__MATERIALS PROVIDED__.
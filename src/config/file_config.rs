//! Writing configuration files.
//!
//! # Configuration File Format
//!
//! ```toml
//! [rag]
//! base_url = "http://localhost:8080"
//! timeout_seconds = 30
//! max_body_bytes = 1048576
//!
//! [streaming]
//! token_delay_ms = 100
//! emit_delay_ms = 50
//!
//! [server]
//! bind = "127.0.0.1:8081"
//!
//! [logging]
//! level = "info"
//! format = "json"
//! ```

use std::path::Path;

use super::{Config, ConfigError};

/// Render the default configuration as TOML
pub fn default_config_toml() -> Result<String, ConfigError> {
    Ok(toml::to_string_pretty(&Config::default())?)
}

/// Save configuration to a TOML file, creating parent directories
pub fn save_config(config: &Config, path: &Path) -> Result<(), ConfigError> {
    let content = toml::to_string_pretty(config)?;

    if let Some(parent) = path.parent().filter(|p| !p.as_os_str().is_empty()) {
        std::fs::create_dir_all(parent)?;
    }

    std::fs::write(path, content)?;
    Ok(())
}
//! HTTP client utilities.

use reqwest::Client;
use std::sync::Arc;
use std::time::Duration;

/// Shared HTTP client for outbound calls to the RAG engine.
///
/// No overall request timeout is set here; each call carries its own, taken
/// from the deployment configuration or the resolved server profile.
#[derive(Debug, Clone)]
pub struct HttpClient {
    client: Arc<Client>,
}

impl HttpClient {
    /// Create a new HTTP client with default settings
    pub fn new() -> Result<Self, reqwest::Error> {
        Self::with_user_agent(concat!(
            env!("CARGO_PKG_NAME"),
            "/",
            env!("CARGO_PKG_VERSION")
        ))
    }

    /// Create a new HTTP client with a custom user agent
    pub fn with_user_agent(user_agent: &str) -> Result<Self, reqwest::Error> {
        let client = Client::builder()
            .user_agent(user_agent)
            .connect_timeout(Duration::from_secs(10))
            .pool_idle_timeout(Duration::from_secs(90))
            .build()?;

        Ok(Self {
            client: Arc::new(client),
        })
    }

    /// Create from an existing reqwest Client
    pub fn from_client(client: Arc<Client>) -> Self {
        Self { client }
    }

    /// Get the underlying client
    pub fn client(&self) -> &Client {
        &self.client
    }
}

__ABOUT THIS TASK__. Restate word for word the entries above, starting at the line with "let content = toml::to_string_pretty(config)?;" and ending at the line with "use std::sync::Arc;", inclusive, and no others.

__WRITTEN RESPONSE__.
    let content = toml::to_string_pretty(config)?;

    if let Some(parent) = path.parent().filter(|p| !p.as_os_str().is_empty()) {
        std::fs::create_dir_all(parent)?;
    }

    std::fs::write(path, content)?;
    Ok(())
}
//! HTTP client utilities.

use reqwest::Client;
use std::sync::Arc;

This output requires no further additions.